→ **TASK REQUIREMENTS**: Using "PsPc" as the search string, find the matching lines below and copy them.

→ **MATERIALS PROVIDED**:
-------
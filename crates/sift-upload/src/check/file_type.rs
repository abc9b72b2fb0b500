//! File type inference.
//!
//! Classification runs three stages and stops at the first hit: the file
//! name, magic bytes in the first kilobyte, then a line-by-line scan of the
//! content for TeX, PostScript, BibTeX, HTML and uuencode markers.

use once_cell::sync::Lazy;
use regex::Regex;
use regex::bytes::Regex as BytesRegex;

use super::{CheckContext, CheckResult, Checker};
use crate::file_type::FileType;
use crate::record::FileRecord;

const HEAD_BYTES: usize = 1024;

/// Classifies files that have not been typed yet.
pub struct InferFileType;

impl Checker for InferFileType {
    fn name(&self) -> &'static str {
        "InferFileType"
    }

    fn file_types(&self) -> &[FileType] {
        &[FileType::Unknown]
    }

    fn check_typed(&self, ctx: &mut CheckContext<'_>, file: &FileRecord) -> CheckResult {
        let content = ctx.read()?;
        let file_type = infer_file_type(&file.path, &content);
        tracing::debug!(path = %file.path, %file_type, "inferred file type");
        ctx.set_type(file_type);
        Ok(())
    }
}

/// Detects the type of a file from its path and content.
///
/// Returns [`FileType::Failed`] when nothing matches.
pub fn infer_file_type(path: &str, content: &[u8]) -> FileType {
    by_name(path, content.len())
        .or_else(|| by_magic(path, &content[..content.len().min(HEAD_BYTES)]))
        .or_else(|| by_lines(content))
        .unwrap_or(FileType::Failed)
}

fn re(pattern: &str) -> Regex {
    Regex::new(pattern).expect("valid regex")
}

fn bre(pattern: &str) -> BytesRegex {
    BytesRegex::new(pattern).expect("valid regex")
}

static NAME_RULES: Lazy<Vec<(Regex, FileType)>> = Lazy::new(|| {
    vec![
        (re(r"(^|/)00README\.XXX$"), FileType::Readme),
        (re(r"(^|/)(head|body)\.tmp$"), FileType::AlwaysIgnore),
        (
            re(r"(?i)\.(sty|cls|mf|\d*pk|bbl|bst|tfm|ax|def|log|hrfldf|cfg|clo|inx|end|fgx|tbx|rtx|rty|toc)$"),
            FileType::TexAux,
        ),
        (re(r"\.abs$"), FileType::Abs),
        (re(r"\.fig$"), FileType::Ignore),
        (re(r"(?i)\.nb$"), FileType::Notebook),
        (re(r"(?i)\.inp$"), FileType::Input),
        (re(r"(?i)\.html?$"), FileType::Html),
        (re(r"\.cry$"), FileType::Encrypted),
    ]
});

fn by_name(path: &str, size: usize) -> Option<FileType> {
    NAME_RULES
        .iter()
        .find(|(pattern, _)| pattern.is_match(path))
        .map(|(_, file_type)| *file_type)
        .or((size == 0).then_some(FileType::Ignore))
}

static TIFF_NAME: Lazy<Regex> = Lazy::new(|| re(r"(?i)\.tiff?$"));
static ZIP_FLAVOURS: Lazy<Vec<(Regex, FileType)>> = Lazy::new(|| {
    vec![
        (re(r"(?i)\.odt$"), FileType::Odf),
        (re(r"(?i)\.docx$"), FileType::Docx),
        (re(r"(?i)\.xlsx$"), FileType::Xlsx),
    ]
});

fn by_magic(path: &str, head: &[u8]) -> Option<FileType> {
    let at = |i: usize| head.get(i).copied();

    if head.starts_with(&[0x1f, 0x9d]) {
        return Some(FileType::Compressed);
    }
    if head.starts_with(&[0x1f, 0x8b]) {
        return Some(FileType::Gzipped);
    }
    if head.starts_with(b"BZh") && at(3).is_some_and(|b| b > 0x2f) {
        return Some(FileType::Bzip2);
    }
    if head.get(257..262) == Some(b"ustar".as_slice()) {
        return Some(FileType::Tar);
    }
    if head.starts_with(&[0xf7, 0x02]) {
        return Some(FileType::Dvi);
    }
    if head.starts_with(b"GIF8") || head.starts_with(b"\x89PNG\r\n\x1a\n") {
        return Some(FileType::Image);
    }
    if TIFF_NAME.is_match(path) && (head.starts_with(b"MM") || head.starts_with(b"II")) {
        return Some(FileType::Tiff);
    }
    if head.starts_with(&[0xff, 0xd8, 0xff]) && (at(3) == Some(0xe0) || at(4) == Some(0xee)) {
        return Some(FileType::Image);
    }
    if head.starts_with(b"PK\x03\x04") || head.starts_with(b"PK00PK\x03\x04") {
        let flavour = ZIP_FLAVOURS
            .iter()
            .find(|(pattern, _)| pattern.is_match(path))
            .map_or(FileType::Zip, |(_, file_type)| *file_type);
        return Some(flavour);
    }
    if head.starts_with(&[0xc5, 0xd0, 0xd3, 0xc6]) {
        return Some(FileType::DosEps);
    }
    if contains(head, b"%PDF-") {
        return Some(FileType::Pdf);
    }
    None
}

fn contains(haystack: &[u8], needle: &[u8]) -> bool {
    haystack.windows(needle.len()).any(|w| w == needle)
}

static AUTO_IGNORE: Lazy<BytesRegex> = Lazy::new(|| bre(r"(?-u)%auto-ignore"));
static TEXINFO: Lazy<BytesRegex> = Lazy::new(|| bre(r"(?-u)\\input texinfo"));
static PS_FONT: Lazy<BytesRegex> = Lazy::new(|| {
    bre(r"(?-u)(?ms)^(......)?%!(PS-AdobeFont-1\.|FontType1|PS-Adobe-3\.0 Resource-Font)")
});
static POSTSCRIPT: Lazy<BytesRegex> = Lazy::new(|| bre(r"(?-u)^%!"));
static PS_PC: Lazy<BytesRegex> = Lazy::new(|| bre(r"(?-u)(^%*\x04%!)|(.*%!PS-Adobe)"));
static PS: Lazy<BytesRegex> = Lazy::new(|| bre(r"(?-u)^%!PS"));
static LATEX_MACRO: Lazy<BytesRegex> = Lazy::new(|| bre(r"(?-u)^\r?%&(\S+)"));
static HTML: Lazy<BytesRegex> = Lazy::new(|| bre(r"(?-u)(?i)<html[>\s]"));
static PERCENT_COMMENT: Lazy<BytesRegex> = Lazy::new(|| bre(r"(?-u)%[^\r]*"));
static LATEX: Lazy<BytesRegex> = Lazy::new(|| bre(r"(?-u)(^|\r)\s*\\documentstyle"));
static LATEX2E: Lazy<BytesRegex> = Lazy::new(|| bre(r"(?-u)(^|\r)\s*\\documentclass"));
static MAYBE_TEX: Lazy<BytesRegex> = Lazy::new(|| {
    bre(r"(?-u)(^|\r)\s*(\\font|\\magnification|\\input|\\def|\\special|\\baselineskip|\\begin)")
});
static TEX_PRIORITY: Lazy<BytesRegex> = Lazy::new(|| bre(r"(?-u)\\input\s+amstex"));
static END_AT_LINE_START: Lazy<BytesRegex> = Lazy::new(|| bre(r"(?-u)(^|\r)\s*\\(end|bye)(\s|$)"));
static END_ANYWHERE: Lazy<BytesRegex> = Lazy::new(|| bre(r"(?-u)\\(end|bye)(\s|$)"));
static TEX_MAC: Lazy<BytesRegex> =
    Lazy::new(|| bre(r"(?-u)(\\input *(harv|lanl)mac)|(\\input\s+phyzzx)"));
static BIBTEX: Lazy<BytesRegex> =
    Lazy::new(|| bre(r"(?-u)(?i)(^|\r)@(book|article|inbook|unpublished)\{"));
static UU_BEGIN: Lazy<BytesRegex> = Lazy::new(|| bre(r"(?-u)^begin \d{1,4}\s+\S+\r?$"));
static ALWAYS_IGNORE: Lazy<BytesRegex> =
    Lazy::new(|| bre(r"(?-u)paper deliberately replaced by what little"));
static INCLUDE_GRAPHICS: Lazy<BytesRegex> = Lazy::new(|| {
    bre(r"(?-u)(?i)^[^%]*\\includegraphics[^%]*\.(?:pdf|png|gif|jpg)\s?\}")
});
static PDF_OUTPUT: Lazy<BytesRegex> = Lazy::new(|| bre(r"(?-u)^[^%]*\\pdfoutput\s*=\s*1"));

/// Lines of `content` without their `\n` terminator.
fn lines(content: &[u8]) -> impl Iterator<Item = &[u8]> {
    content
        .split_inclusive(|b| *b == b'\n')
        .map(|line| line.strip_suffix(b"\n").unwrap_or(line))
}

fn by_lines(content: &[u8]) -> Option<FileType> {
    let mut maybe_tex = false;
    let mut end_at_line_start = false;
    let mut end_anywhere = false;
    let mut seen = 0usize;

    for (i, raw) in lines(content).enumerate() {
        let line_no = i + 1;
        seen += raw.len() + 1;

        if line_no <= 10 && AUTO_IGNORE.is_match(raw) {
            return Some(FileType::Ignore);
        }
        if line_no <= 10 && TEXINFO.is_match(raw) {
            return Some(FileType::TexInfo);
        }
        if line_no == 1 && raw.starts_with(b"%!TEX ") {
            return Some(latex2e_flavour(content, line_no));
        }

        let accum = &content[..seen.min(content.len())];
        if line_no <= 7 && PS_FONT.is_match(accum) {
            return Some(FileType::PsFont);
        }
        if line_no == 1 && POSTSCRIPT.is_match(raw) {
            return Some(FileType::Postscript);
        }
        if (line_no == 1 && PS_PC.is_match(raw)) || (line_no <= 10 && PS.is_match(raw) && !maybe_tex) {
            return Some(FileType::PsPc);
        }
        if line_no <= 12 {
            if let Some(caps) = LATEX_MACRO.captures(raw) {
                return Some(match &caps[1] {
                    b"latex209" | b"biglatex" | b"latex" | b"LaTeX" => FileType::Latex,
                    _ => FileType::TexMac,
                });
            }
        }
        if line_no <= 10 && HTML.is_match(raw) {
            return Some(FileType::Html);
        }

        // Everything below ignores % comments.
        let stripped = PERCENT_COMMENT.replace_all(raw, &b""[..]);
        let line: &[u8] = &stripped;

        if LATEX.is_match(line) {
            return Some(FileType::Latex);
        }
        if LATEX2E.is_match(line) {
            return Some(latex2e_flavour(content, line_no));
        }
        if MAYBE_TEX.is_match(line) {
            maybe_tex = true;
            if TEX_PRIORITY.is_match(line) {
                return Some(FileType::TexPriority);
            }
        }
        end_at_line_start |= END_AT_LINE_START.is_match(line);
        end_anywhere |= END_ANYWHERE.is_match(line);

        if TEX_MAC.is_match(line) {
            return Some(FileType::TexMac);
        }
        if BIBTEX.is_match(line) {
            return Some(FileType::BibTex);
        }
        if UU_BEGIN.is_match(line) {
            return Some(if end_at_line_start {
                FileType::TexPriority
            } else if maybe_tex {
                FileType::Tex
            } else {
                FileType::Uuencoded
            });
        }
        if ALWAYS_IGNORE.is_match(line) {
            return Some(FileType::AlwaysIgnore);
        }
    }

    if end_at_line_start {
        Some(FileType::TexPriority)
    } else if end_anywhere {
        Some(FileType::TexPriority2)
    } else if maybe_tex {
        Some(FileType::Tex)
    } else {
        None
    }
}

/// PDFLaTeX when the document includes PDF-friendly graphics anywhere, or
/// sets `\pdfoutput=1` near the class declaration found on `found_at`.
fn latex2e_flavour(content: &[u8], found_at: usize) -> FileType {
    let limit = found_at + 5;
    let pdf = lines(content).enumerate().any(|(i, line)| {
        INCLUDE_GRAPHICS.is_match(line) || (i + 1 < limit && PDF_OUTPUT.is_match(line))
    });
    if pdf {
        FileType::PdfLatex
    } else {
        FileType::Latex2e
    }
}

#[cfg(test)]
mod tests {
    use super::*;
    use crate::check::CheckerSet;
    use crate::check::testing::Harness;

    #[test]
    fn names_win_over_content() {
        assert_eq!(infer_file_type("00README.XXX", b"x"), FileType::Readme);
        assert_eq!(infer_file_type("sub/head.tmp", b"x"), FileType::AlwaysIgnore);
        assert_eq!(infer_file_type("mystyle.sty", b"\\documentclass{x}"), FileType::TexAux);
        assert_eq!(infer_file_type("font.600pk", b"x"), FileType::TexAux);
        assert_eq!(infer_file_type("fig.fig", b"x"), FileType::Ignore);
        assert_eq!(infer_file_type("index.HTM", b"x"), FileType::Html);
        assert_eq!(infer_file_type("data.inp", b"x"), FileType::Input);
        assert_eq!(infer_file_type("secret.cry", b"x"), FileType::Encrypted);
        assert_eq!(infer_file_type("empty.tex", b""), FileType::Ignore);
    }

    #[test]
    fn magic_bytes() {
        assert_eq!(infer_file_type("a", b"\x1f\x8b\x08\x00"), FileType::Gzipped);
        assert_eq!(infer_file_type("a", b"\x1f\x9d\x90"), FileType::Compressed);
        assert_eq!(infer_file_type("a", b"BZh91AY"), FileType::Bzip2);
        assert_eq!(infer_file_type("a.dvi", b"\xf7\x02\x01"), FileType::Dvi);
        assert_eq!(infer_file_type("a.gif", b"GIF89a"), FileType::Image);
        assert_eq!(infer_file_type("a.png", b"\x89PNG\r\n\x1a\n...."), FileType::Image);
        assert_eq!(infer_file_type("a.jpg", b"\xff\xd8\xff\xe0\x00\x10JFIF"), FileType::Image);
        assert_eq!(infer_file_type("a.tif", b"II*\x00"), FileType::Tiff);
        assert_eq!(infer_file_type("a.zip", b"PK\x03\x04rest"), FileType::Zip);
        assert_eq!(infer_file_type("a.DOCX", b"PK\x03\x04rest"), FileType::Docx);
        assert_eq!(infer_file_type("a.odt", b"PK\x03\x04rest"), FileType::Odf);
        assert_eq!(infer_file_type("a.eps", b"\xc5\xd0\xd3\xc6rest"), FileType::DosEps);
        assert_eq!(infer_file_type("a.pdf", b"%PDF-1.5\n"), FileType::Pdf);
        assert_eq!(infer_file_type("a.pdf", b"junk\n%PDF-1.5\n"), FileType::Pdf);

        let mut tar = vec![0u8; 512];
        tar[257..262].copy_from_slice(b"ustar");
        assert_eq!(infer_file_type("a", &tar), FileType::Tar);
    }

    #[test]
    fn tex_flavours() {
        assert_eq!(
            infer_file_type("a.tex", b"\\documentclass{article}\n\\begin{document}\n"),
            FileType::Latex2e
        );
        assert_eq!(
            infer_file_type(
                "a.tex",
                b"\\documentclass{article}\n\\begin{document}\n\\includegraphics{fig.pdf}\n"
            ),
            FileType::PdfLatex
        );
        assert_eq!(
            infer_file_type("a.tex", b"\\pdfoutput=1\n\\documentclass{article}\n"),
            FileType::PdfLatex
        );
        assert_eq!(infer_file_type("a.tex", b"\\documentstyle{article}\n"), FileType::Latex);
        assert_eq!(
            infer_file_type("a.tex", b"% \\documentclass{article}\nhello\n"),
            FileType::Failed
        );
        assert_eq!(infer_file_type("a.tex", b"\\input amstex\n"), FileType::TexPriority);
        assert_eq!(infer_file_type("a.tex", b"\\input harvmac\n"), FileType::TexMac);
        assert_eq!(infer_file_type("a.tex", b"%&latex\n"), FileType::Latex);
        assert_eq!(infer_file_type("a.tex", b"%&mymacros\n"), FileType::TexMac);
        assert_eq!(infer_file_type("a.tex", b"\\def\\x{1}\n\\bye\n"), FileType::TexPriority);
        assert_eq!(infer_file_type("a.tex", b"\\def\\x{1}\n"), FileType::Tex);
        assert_eq!(infer_file_type("a.tex", b"text \\end\n"), FileType::TexPriority2);
        assert_eq!(infer_file_type("a.texi", b"\\input texinfo\n"), FileType::TexInfo);
    }

    #[test]
    fn other_line_markers() {
        assert_eq!(infer_file_type("a.ps", b"%!PS-Adobe-3.0\n"), FileType::Postscript);
        assert_eq!(infer_file_type("a.ps", b"\x04%!PS-Adobe-2.0\n"), FileType::PsPc);
        assert_eq!(infer_file_type("a.ps", b"garbage\n%!PS-Adobe-2.0\n"), FileType::PsPc);
        assert_eq!(
            infer_file_type("a.pfa", b"%!PS-AdobeFont-1.0: Foo\n"),
            FileType::PsFont
        );
        assert_eq!(
            infer_file_type("page", b"<!DOCTYPE x>\n<HTML>\n<body>\n"),
            FileType::Html
        );
        assert_eq!(infer_file_type("refs", b"@article{key,\n"), FileType::BibTex);
        assert_eq!(
            infer_file_type("paper.uu", b"begin 644 paper.tex\nM\nend\n"),
            FileType::Uuencoded
        );
        assert_eq!(infer_file_type("x", b"%auto-ignore\n"), FileType::Ignore);
        assert_eq!(
            infer_file_type("x", b"This paper deliberately replaced by what little\n"),
            FileType::AlwaysIgnore
        );
        assert_eq!(infer_file_type("x", b"plain words\n"), FileType::Failed);
    }

    #[test]
    fn checker_types_unknown_files_once() {
        let mut h = Harness::new();
        h.add("main.tex", b"\\documentclass{article}\n");
        h.add("fig.png", b"\x89PNG\r\n\x1a\n");
        h.run(&CheckerSet::empty().register(InferFileType));

        assert_eq!(h.record("main.tex").unwrap().file_type, FileType::Latex2e);
        assert_eq!(h.record("fig.png").unwrap().file_type, FileType::Image);
        assert!(h.codes().is_empty());
    }
}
-------
→ **ANSWER AREA**:
            return Some(FileType::PsPc);
        assert_eq!(infer_file_type("a.ps", b"\x04%!PS-Adobe-2.0\n"), FileType::PsPc);
        assert_eq!(infer_file_type("a.ps", b"garbage\n%!PS-Adobe-2.0\n"), FileType::PsPc);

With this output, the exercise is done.